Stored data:
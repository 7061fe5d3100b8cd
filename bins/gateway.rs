use std::process::ExitCode;

use common::utils::logging::init_logging_json;
use dotenvy::dotenv;
use gateway::bootstrap;
use tracing::{error, info};
use uuid::Uuid;

fn init_logging() {
    dotenv().ok();
    init_logging_json();
    info!(service = "gateway", event = "logger_init", "tracing subscriber initialized");
}

fn main() -> ExitCode {
    init_logging();

    let service_id = Uuid::new_v4();
    let pid = std::process::id();
    let version = env!("CARGO_PKG_VERSION");

    std::panic::set_hook(Box::new(move |info| {
        error!(
            service = "gateway",
            event = "panic",
            %service_id,
            pid,
            message = %info,
            "unhandled panic occurred"
        );
    }));

    let cfg = match configs::AppConfig::load_and_validate() {
        Ok(cfg) => cfg,
        Err(e) => {
            error!(service = "gateway", event = "config_invalid", error = %e, "failed to load configuration");
            return ExitCode::FAILURE;
        }
    };

    let rt = match tokio::runtime::Builder::new_multi_thread().enable_all().build() {
        Ok(rt) => rt,
        Err(e) => {
            error!(service = "gateway", event = "runtime_build_failed", error = %e, "failed to build tokio runtime");
            return ExitCode::FAILURE;
        }
    };

    info!(
        service = "gateway",
        event = "start",
        %service_id,
        pid,
        version,
        upstream = %cfg.gateway.upstream_url,
        "gateway service starting"
    );

    match rt.block_on(bootstrap::run(&cfg.gateway)) {
        Ok(()) => {
            info!(service = "gateway", event = "stop", %service_id, pid, "gateway service stopped");
            ExitCode::SUCCESS
        }
        Err(e) => {
            error!(service = "gateway", event = "run_failed", error = %e, "gateway::bootstrap::run returned error");
            ExitCode::FAILURE
        }
    }
}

Task requirements: If a line in the records contains "version", report it.

Response below:
    let version = env!("CARGO_PKG_VERSION");
        version,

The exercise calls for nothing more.